▶ **The problem**:
Output the lines below exactly, please, from the first line until the line with "pub enum FetchError", counting both.
[Working data Boundary: Start]
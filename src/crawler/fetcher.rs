//! Page fetching
//!
//! This module handles all HTTP requests for the crawler, including:
//! - The `PageFetcher` seam the discoverer and harvester fetch through
//! - Building HTTP clients with proper user agent strings
//! - Routing script-rendered fetches through a pre-rendering endpoint
//! - Error classification into `FetchError`

use std::sync::atomic::{AtomicBool, Ordering};
use std::time::Duration;

use async_trait::async_trait;
use reqwest::{redirect::Policy, Client, StatusCode};
use thiserror::Error;
use url::Url;

use crate::config::{Config, UserAgentConfig};

/// A fetched page
#[derive(Debug, Clone)]
pub struct Document {
    /// The URL that was requested
    pub url: Url,

    /// URL after redirects; relative links resolve against it
    pub final_url: Url,

    /// HTTP status code
    pub status: u16,

    /// Page body
    pub body: String,
}

impl Document {
    /// Creates a document that was served without redirects
    pub fn new(url: Url, status: u16, body: String) -> Self {
        Self {
            final_url: url.clone(),
            url,
            status,
            body,
        }
    }

    /// Base URL for resolving links found in the body
    pub fn base_url(&self) -> &Url {
        &self.final_url
    }
}

/// Why a fetch failed
///
/// Always recoverable at the seed, page or leaf that issued the fetch.
#[derive(Debug, Clone, Error, PartialEq, Eq)]
pub enum FetchError {
    #[error("HTTP {status} for {url}")]
    Http { url: String, status: u16 },

    #[error("Request to {url} timed out")]
    Timeout { url: String },

    #[error("Network error for {url}: {message}")]
    Network { url: String, message: String },

    #[error("Unexpected content type '{content_type}' for {url}")]
    ContentMismatch { url: String, content_type: String },

    #[error("robots.txt disallows {url}")]
    RobotsDenied { url: String },

    #[error("Throttled by {url}")]
    Throttle { url: String },
}

/// Fetches pages for the discoverer and the harvester
///
/// `render_js` asks for the page as a browser would show it after
/// scripts ran. Implementations that cannot render return the raw HTML.
#[async_trait]
pub trait PageFetcher: Send + Sync {
    async fn fetch(&self, url: &Url, render_js: bool) -> Result<Document, FetchError>;
}

/// Builds an HTTP client with proper configuration
///
/// # Arguments
///
/// * `config` - The user agent configuration
/// * `timeout` - Upper bound on a whole request
///
/// # Example
///
/// ```no_run
/// use catalog_mapper::config::UserAgentConfig;
/// use catalog_mapper::crawler::build_http_client;
/// use std::time::Duration;
///
/// let config = UserAgentConfig {
///     crawler_name: "CatalogMapper".to_string(),
///     crawler_version: "0.1".to_string(),
///     contact_url: "https://example.com/about".to_string(),
///     contact_email: "admin@example.com".to_string(),
/// };
///
/// let client = build_http_client(&config, Duration::from_secs(30)).unwrap();
/// ```
pub fn build_http_client(
    config: &UserAgentConfig,
    timeout: Duration,
) -> Result<Client, reqwest::Error> {
    Client::builder()
        .user_agent(config.header_value())
        .timeout(timeout)
        .connect_timeout(timeout.min(Duration::from_secs(10)))
        .redirect(Policy::limited(10))
        .gzip(true)
        .brotli(true)
        .build()
}

/// `PageFetcher` over reqwest
pub struct HttpFetcher {
    client: Client,

    /// Pre-rendering service prefix for `render_js` fetches
    renderer_endpoint: Option<String>,

    missing_renderer_logged: AtomicBool,
}

impl HttpFetcher {
    /// Creates a fetcher from the run configuration
    pub fn new(config: &Config) -> Result<Self, reqwest::Error> {
        let client = build_http_client(
            &config.user_agent,
            Duration::from_secs(config.crawler.request_timeout),
        )?;

        Ok(Self::with_client(client, config.site.renderer_endpoint.clone()))
    }

    pub fn with_client(client: Client, renderer_endpoint: Option<String>) -> Self {
        Self {
            client,
            renderer_endpoint: renderer_endpoint.filter(|e| !e.trim().is_empty()),
            missing_renderer_logged: AtomicBool::new(false),
        }
    }

    /// The URL actually requested for `url`
    ///
    /// With rendering requested and an endpoint configured this is
    /// `<endpoint><percent-encoded url>`; otherwise `url` itself.
    pub fn request_url(&self, url: &Url, render_js: bool) -> String {
        if !render_js {
            return url.to_string();
        }

        match &self.renderer_endpoint {
            Some(endpoint) => {
                let encoded: String =
                    url::form_urlencoded::byte_serialize(url.as_str().as_bytes()).collect();
                format!("{}{}", endpoint, encoded)
            }
            None => {
                if !self.missing_renderer_logged.swap(true, Ordering::Relaxed) {
                    tracing::debug!("No renderer endpoint configured, fetching raw HTML");
                }
                url.to_string()
            }
        }
    }

    fn rendered(&self, render_js: bool) -> bool {
        render_js && self.renderer_endpoint.is_some()
    }
}

#[async_trait]
impl PageFetcher for HttpFetcher {
    async fn fetch(&self, url: &Url, render_js: bool) -> Result<Document, FetchError> {
        let target = self.request_url(url, render_js);
        tracing::trace!("GET {}", target);

        let response = self
            .client
            .get(&target)
            .send()
            .await
            .map_err(|e| classify_error(url, e))?;

        let status = response.status();
        if status == StatusCode::TOO_MANY_REQUESTS {
            return Err(FetchError::Throttle { url: url.to_string() });
        }
        if !status.is_success() {
            return Err(FetchError::Http {
                url: url.to_string(),
                status: status.as_u16(),
            });
        }

        let content_type = response
            .headers()
            .get(reqwest::header::CONTENT_TYPE)
            .and_then(|v| v.to_str().ok())
            .unwrap_or("")
            .to_lowercase();
        if !is_textual(&content_type) {
            return Err(FetchError::ContentMismatch {
                url: url.to_string(),
                content_type,
            });
        }

        // A rendered page stands in for the original URL
        let final_url = if self.rendered(render_js) {
            url.clone()
        } else {
            response.url().clone()
        };

        let body = response.text().await.map_err(|e| classify_error(url, e))?;

        Ok(Document {
            url: url.clone(),
            final_url,
            status: status.as_u16(),
            body,
        })
    }
}

/// HTML and other text bodies are accepted; a missing header is trusted
fn is_textual(content_type: &str) -> bool {
    content_type.is_empty() || content_type.contains("html") || content_type.starts_with("text/")
}

fn classify_error(url: &Url, error: reqwest::Error) -> FetchError {
    if error.is_timeout() {
        FetchError::Timeout { url: url.to_string() }
    } else if error.is_connect() {
        FetchError::Network {
            url: url.to_string(),
            message: "Connection refused".to_string(),
        }
    } else {
        FetchError::Network {
            url: url.to_string(),
            message: error.to_string(),
        }
    }
}
use std::time::{Duration, Instant};

use crate::robots::RobotsPolicy;

/// Tracks the state of one origin (scheme, host and port) during a run
///
/// This structure holds what the scheduler needs to pace requests to the
/// origin and, when robots support is on, the origin's robots.txt policy.
#[derive(Debug, Clone)]
pub struct OriginState {
    /// Number of requests made to this origin in the current run
    pub request_count: u32,

    /// Timestamp of the last request to this origin
    pub last_request_time: Option<Instant>,

    /// Minimum time between two requests to this origin
    pub crawl_delay: Duration,

    /// Robots.txt policy, `None` until it has been looked up
    pub robots: Option<RobotsPolicy>,
}

impl OriginState {
    /// Creates a new OriginState paced at `crawl_delay`
    pub fn new(crawl_delay: Duration) -> Self {
        Self {
            request_count: 0,
            last_request_time: None,
            crawl_delay,
            robots: None,
        }
    }

    /// Records that a request was made to this origin
    pub fn record_request(&mut self, now: Instant) {
        self.request_count += 1;
        self.last_request_time = Some(now);
    }

    /// Calculates the time until the next request can be made
    ///
    /// Returns None if a request can be made now, or the duration to wait otherwise.
    pub fn time_until_next_request(&self, now: Instant) -> Option<Duration> {
        let last = self.last_request_time?;
        let elapsed = now.saturating_duration_since(last);
        if elapsed < self.crawl_delay {
            Some(self.crawl_delay - elapsed)
        } else {
            None
        }
    }

    /// Installs the origin's robots.txt policy
    ///
    /// A `Crawl-delay` longer than the configured delay raises the pacing
    /// for this origin; a shorter one is ignored.
    pub fn apply_robots(&mut self, policy: RobotsPolicy, user_agent: &str) {
        if let Some(delay) = policy.crawl_delay(user_agent) {
            if delay > self.crawl_delay {
                tracing::info!(
                    "robots.txt Crawl-delay raises pacing to {}ms",
                    delay.as_millis()
                );
                self.crawl_delay = delay;
            }
        }
        self.robots = Some(policy);
    }

    /// Whether `path` may be fetched under the installed robots.txt policy
    ///
    /// Always true while no policy has been installed.
    pub fn allows(&self, path: &str, user_agent: &str) -> bool {
        self.robots
            .as_ref()
            .map_or(true, |robots| robots.allows(path, user_agent))
    }
}

#[cfg(test)]
mod tests {
    use super::*;

    #[test]
    fn test_new_origin_state() {
        let state = OriginState::new(Duration::from_millis(1000));
        assert_eq!(state.request_count, 0);
        assert!(state.last_request_time.is_none());
        assert!(state.robots.is_none());
        assert!(state.time_until_next_request(Instant::now()).is_none());
    }

    #[test]
    fn test_cannot_request_too_soon() {
        let mut state = OriginState::new(Duration::from_millis(1000));
        let now = Instant::now();
        state.record_request(now);

        assert!(state.time_until_next_request(now).is_some());
        assert!(state.time_until_next_request(now + Duration::from_millis(500)).is_some());
        assert!(state.time_until_next_request(now + Duration::from_millis(1100)).is_none());
    }

    #[test]
    fn test_time_until_next_request() {
        let mut state = OriginState::new(Duration::from_millis(1000));
        let now = Instant::now();

        assert!(state.time_until_next_request(now).is_none());

        state.record_request(now);
        assert_eq!(
            state.time_until_next_request(now),
            Some(Duration::from_millis(1000))
        );
        assert_eq!(
            state.time_until_next_request(now + Duration::from_millis(400)),
            Some(Duration::from_millis(600))
        );
        assert!(state
            .time_until_next_request(now + Duration::from_millis(1000))
            .is_none());
    }

    #[test]
    fn test_record_request_counts() {
        let mut state = OriginState::new(Duration::ZERO);
        let now = Instant::now();
        state.record_request(now);
        state.record_request(now);
        assert_eq!(state.request_count, 2);
        assert_eq!(state.last_request_time, Some(now));
    }

    #[test]
    fn test_robots_crawl_delay_raises_pacing() {
        let mut state = OriginState::new(Duration::from_millis(500));
        let policy = RobotsPolicy::from_body("User-agent: *\nCrawl-delay: 2\nDisallow: /cart/\n");
        state.apply_robots(policy, "catalog-mapper");

        assert_eq!(state.crawl_delay, Duration::from_secs(2));
        assert!(!state.allows("/cart/", "catalog-mapper"));
        assert!(state.allows("/product-category/shoes/", "catalog-mapper"));
    }

    #[test]
    fn test_robots_crawl_delay_never_lowers_pacing() {
        let mut state = OriginState::new(Duration::from_millis(3000));
        state.apply_robots(
            RobotsPolicy::from_body("User-agent: *\nCrawl-delay: 1\n"),
            "catalog-mapper",
        );
        assert_eq!(state.crawl_delay, Duration::from_millis(3000));
    }
}
//! Output module: where a run's entities end up
//!
//! This module handles:
//! - The `Sink` trait the accumulator flushes into
//! - JSON and text renderings of categories and products
//! - Atomic file replacement
//! - Run statistics

mod atomic;
mod json;
pub mod stats;
mod text;
mod traits;

pub use atomic::write_atomic;
pub use json::{read_categories_json, CategoriesJsonSink, ProductsJsonSink};
pub use stats::{print_statistics, RunStatistics};
pub use text::{render_categories, render_products, CategoriesTextSink, ProductsTextSink};
pub use traits::{Sink, SinkError, SinkResult};

use std::path::{Path, PathBuf};

use crate::config::OutputConfig;

pub const CATEGORIES_JSON: &str = "categories.json";
pub const CATEGORIES_TXT: &str = "categories.txt";
pub const PRODUCTS_JSON: &str = "products.json";
pub const PRODUCTS_TXT: &str = "products.txt";

/// Path of one of the sink files inside the output directory
pub fn output_path(config: &OutputConfig, file: &str) -> PathBuf {
    Path::new(&config.directory).join(file)
}

/// The four sinks every run writes
///
/// # Arguments
///
/// * `config` - Output directory and text encoding
/// * `source` - Shop URL named in the text headers
pub fn default_sinks(config: &OutputConfig, source: &str) -> Vec<Box<dyn Sink>> {
    vec![
        Box::new(CategoriesJsonSink::new(output_path(config, CATEGORIES_JSON))),
        Box::new(CategoriesTextSink::new(
            output_path(config, CATEGORIES_TXT),
            source,
            config.text_encoding,
        )),
        Box::new(ProductsJsonSink::new(output_path(config, PRODUCTS_JSON))),
        Box::new(ProductsTextSink::new(
            output_path(config, PRODUCTS_TXT),
            source,
            config.text_encoding,
        )),
    ]
}
/// Strips a trailing product count such as "Dairy (24)"
fn clean_category_name(name: &str) -> String {
    let name = name.trim();
    if let Some(open) = name.rfind('(') {
        let tail = &name[open..];
        let count = tail
            .strip_prefix('(')
            .and_then(|rest| rest.strip_suffix(')'))
            .map(str::trim);
        if count.map_or(false, |count| count.chars().all(|c| c.is_ascii_digit())) {
            return name[..open].trim().to_string();
        }
    }
    name.to_string()
}

/// Total from a result count line
///
/// "Showing 1–16 of 48 results" → 48, "Showing all 7 results" → 7,
/// "Showing the single result" → 1
fn parse_result_count(text: &str) -> Option<u32> {
    let lower = text.to_lowercase();
    if lower.contains("single result") {
        return Some(1);
    }

    lower
        .split(|c: char| !c.is_ascii_digit())
        .filter(|run| !run.is_empty())
        .last()
        .and_then(|run| run.parse().ok())
}

fn is_placeholder(value: &str) -> bool {
    matches!(value.trim().to_lowercase().as_str(), "" | "n/a" | "na" | "-")
}

fn selector(css: &str) -> Option<Selector> {
    Selector::parse(css).ok()
}
use crate::config::types::Config;
use crate::config::validation::validate;
use crate::ConfigError;
use sha2::{Digest, Sha256};
use std::path::Path;

/// Loads and parses a configuration file from the given path
///
/// # Arguments
///
/// * `path` - Path to the TOML configuration file
///
/// # Returns
///
/// * `Ok(Config)` - Successfully loaded and validated configuration
/// * `Err(ConfigError)` - Failed to load, parse, or validate the configuration
pub fn load_config(path: &Path) -> Result<Config, ConfigError> {
    let content = std::fs::read_to_string(path)?;
    parse_config(&content)
}

/// Parses and validates configuration from TOML text
pub fn parse_config(content: &str) -> Result<Config, ConfigError> {
    let config: Config = toml::from_str(content)?;
    validate(&config)?;
    Ok(config)
}

/// Computes a SHA-256 hash of the configuration file content
///
/// The hash is logged at startup so two catalogs can be traced back to the
/// settings that produced them.
///
/// # Returns
///
/// * `Ok(String)` - Hex-encoded SHA-256 hash of the file content
/// * `Err(ConfigError)` - Failed to read the file
pub fn compute_config_hash(path: &Path) -> Result<String, ConfigError> {
    let content = std::fs::read(path)?;
    Ok(hex::encode(Sha256::digest(&content)))
}

/// Loads a configuration and returns both the config and its hash
pub fn load_config_with_hash(path: &Path) -> Result<(Config, String), ConfigError> {
    let config = load_config(path)?;
    let hash = compute_config_hash(path)?;
    Ok((config, hash))
}
//! Catalog module: the entities a run produces and who owns them
//!
//! - `Category` / `Product`: the persisted records
//! - `CategoryTree`: id-keyed tree built by discovery, with an explicit merge
//! - `Accumulator`: run-scoped admission tables and admission-ordered storage

mod accumulator;
mod model;
mod tree;

pub use accumulator::{Accumulator, FlushReport, Snapshot};
pub use model::{Category, Product};
pub use tree::{CategoryTree, FieldConflict, Leaf, MergeOutcome};
use serde::Deserialize;

/// Main configuration structure for Catalog-Mapper
#[derive(Debug, Clone, Deserialize)]
pub struct Config {
    #[serde(default)]
    pub crawler: CrawlerConfig,
    #[serde(rename = "user-agent")]
    pub user_agent: UserAgentConfig,
    pub site: SiteConfig,
    #[serde(default)]
    pub output: OutputConfig,
}

/// Crawler behavior configuration
#[derive(Debug, Clone, Deserialize)]
pub struct CrawlerConfig {
    /// Maximum number of requests in flight at once
    #[serde(rename = "max-concurrent-requests", default = "default_concurrency")]
    pub max_concurrent_requests: u32,

    /// Minimum time between requests to the same origin (milliseconds)
    #[serde(rename = "minimum-delay", default = "default_minimum_delay")]
    pub minimum_delay: u64,

    /// Per-request timeout (seconds)
    #[serde(rename = "request-timeout", default = "default_request_timeout")]
    pub request_timeout: u64,

    /// Number of homepage product links used as discovery seeds
    #[serde(rename = "max-seed-products", default = "default_max_seed_products")]
    pub max_seed_products: usize,

    /// Upper bound on listing pages visited per leaf
    #[serde(rename = "max-pages-per-leaf", default = "default_max_pages_per_leaf")]
    pub max_pages_per_leaf: usize,

    /// Ask the fetcher for script-rendered pages
    #[serde(rename = "render-js", default = "default_true")]
    pub render_js: bool,

    /// Visit each product's detail page to fill SKU, brand and description
    #[serde(rename = "fetch-product-details", default)]
    pub fetch_product_details: bool,

    /// Consult robots.txt before fetching
    #[serde(rename = "respect-robots-txt", default)]
    pub respect_robots_txt: bool,
}

impl Default for CrawlerConfig {
    fn default() -> Self {
        Self {
            max_concurrent_requests: default_concurrency(),
            minimum_delay: default_minimum_delay(),
            request_timeout: default_request_timeout(),
            max_seed_products: default_max_seed_products(),
            max_pages_per_leaf: default_max_pages_per_leaf(),
            render_js: true,
            fetch_product_details: false,
            respect_robots_txt: false,
        }
    }
}

/// User agent identification configuration
#[derive(Debug, Clone, Deserialize)]
pub struct UserAgentConfig {
    /// Name of the crawler
    #[serde(rename = "crawler-name")]
    pub crawler_name: String,

    /// Version of the crawler
    #[serde(rename = "crawler-version")]
    pub crawler_version: String,

    /// URL with information about the crawler
    #[serde(rename = "contact-url")]
    pub contact_url: String,

    /// Email address for crawler-related contact
    #[serde(rename = "contact-email")]
    pub contact_email: String,
}

impl UserAgentConfig {
    /// Formats the User-Agent header: `Name/Version (+ContactURL; ContactEmail)`
    pub fn header_value(&self) -> String {
        format!(
            "{}/{} (+{}; {})",
            self.crawler_name, self.crawler_version, self.contact_url, self.contact_email
        )
    }
}

/// The shop being mapped
#[derive(Debug, Clone, Deserialize)]
pub struct SiteConfig {
    /// Homepage (or any listing page) product seeds are collected from
    #[serde(rename = "base-url")]
    pub base_url: String,

    /// Explicit product pages to seed discovery with
    #[serde(rename = "seed-products", default)]
    pub seed_products: Vec<String>,

    /// Explicit category listing pages added as top-level categories
    #[serde(rename = "seed-categories", default)]
    pub seed_categories: Vec<String>,

    /// Pre-rendering service; the page URL is appended percent-encoded
    #[serde(rename = "renderer-endpoint", default)]
    pub renderer_endpoint: Option<String>,
}

/// Output configuration
#[derive(Debug, Clone, Deserialize)]
pub struct OutputConfig {
    /// Directory the four sink files are written to
    #[serde(default = "default_output_directory")]
    pub directory: String,

    /// Character set of the text sinks
    #[serde(rename = "text-encoding", default)]
    pub text_encoding: TextEncoding,
}

impl Default for OutputConfig {
    fn default() -> Self {
        Self {
            directory: default_output_directory(),
            text_encoding: TextEncoding::default(),
        }
    }
}

/// Character set used by the human-readable sinks
#[derive(Debug, Clone, Copy, Default, PartialEq, Eq, Deserialize)]
pub enum TextEncoding {
    #[default]
    #[serde(rename = "utf-8")]
    Utf8,

    /// Non-ASCII characters are replaced with `?`
    #[serde(rename = "ascii")]
    Ascii,
}

impl TextEncoding {
    /// Label written into text sink headers
    pub fn label(&self) -> &'static str {
        match self {
            Self::Utf8 => "utf-8",
            Self::Ascii => "ascii (non-ASCII replaced with '?')",
        }
    }
}

fn default_concurrency() -> u32 {
    1
}

fn default_minimum_delay() -> u64 {
    3000
}

fn default_request_timeout() -> u64 {
    30
}

fn default_max_seed_products() -> usize {
    10
}

fn default_max_pages_per_leaf() -> usize {
    200
}

fn default_true() -> bool {
    true
}

fn default_output_directory() -> String {
    "data".to_string()
}
use crate::ConfigError;

/// Case-insensitive name filter applied to top-level categories
///
/// A category is retained when its name contains the filter text, ignoring
/// case. Surrounding whitespace in the filter is ignored.
#[derive(Debug, Clone, PartialEq, Eq)]
pub struct CategoryFilter {
    needle: String,
    original: String,
}

impl CategoryFilter {
    /// Parses the positional command-line filter
    ///
    /// # Errors
    ///
    /// * `ConfigError::InvalidFilter` - the filter is blank or contains
    ///   control characters
    ///
    /// # Example
    ///
    /// ```
    /// use catalog_mapper::config::CategoryFilter;
    ///
    /// let filter = CategoryFilter::parse("Shoes").unwrap();
    /// assert!(filter.matches("Running SHOES"));
    /// assert!(!filter.matches("Bags"));
    /// assert!(CategoryFilter::parse("   ").is_err());
    /// ```
    pub fn parse(raw: &str) -> Result<Self, ConfigError> {
        let trimmed = raw.trim();

        if trimmed.is_empty() {
            return Err(ConfigError::InvalidFilter(
                "category filter cannot be blank".to_string(),
            ));
        }

        if trimmed.chars().any(char::is_control) {
            return Err(ConfigError::InvalidFilter(format!(
                "category filter contains control characters: {:?}",
                raw
            )));
        }

        Ok(Self {
            needle: trimmed.to_lowercase(),
            original: trimmed.to_string(),
        })
    }

    /// Returns true if the category name passes the filter
    pub fn matches(&self, name: &str) -> bool {
        name.to_lowercase().contains(&self.needle)
    }

    /// The filter as the user typed it (trimmed)
    pub fn as_str(&self) -> &str {
        &self.original
    }
}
[Working data Boundary: End]
▶ **Exercise response**:
filename src/crawler/fetcher.rs
//! Page fetching
//!
//! This module handles all HTTP requests for the crawler, including:
//! - The `PageFetcher` seam the discoverer and harvester fetch through
//! - Building HTTP clients with proper user agent strings
//! - Routing script-rendered fetches through a pre-rendering endpoint
//! - Error classification into `FetchError`

use std::sync::atomic::{AtomicBool, Ordering};
use std::time::Duration;

use async_trait::async_trait;
use reqwest::{redirect::Policy, Client, StatusCode};
use thiserror::Error;
use url::Url;

use crate::config::{Config, UserAgentConfig};

/// A fetched page
#[derive(Debug, Clone)]
pub struct Document {
    /// The URL that was requested
    pub url: Url,

    /// URL after redirects; relative links resolve against it
    pub final_url: Url,

    /// HTTP status code
    pub status: u16,

    /// Page body
    pub body: String,
}

impl Document {
    /// Creates a document that was served without redirects
    pub fn new(url: Url, status: u16, body: String) -> Self {
        Self {
            final_url: url.clone(),
            url,
            status,
            body,
        }
    }

    /// Base URL for resolving links found in the body
    pub fn base_url(&self) -> &Url {
        &self.final_url
    }
}

/// Why a fetch failed
///
/// Always recoverable at the seed, page or leaf that issued the fetch.
#[derive(Debug, Clone, Error, PartialEq, Eq)]
pub enum FetchError {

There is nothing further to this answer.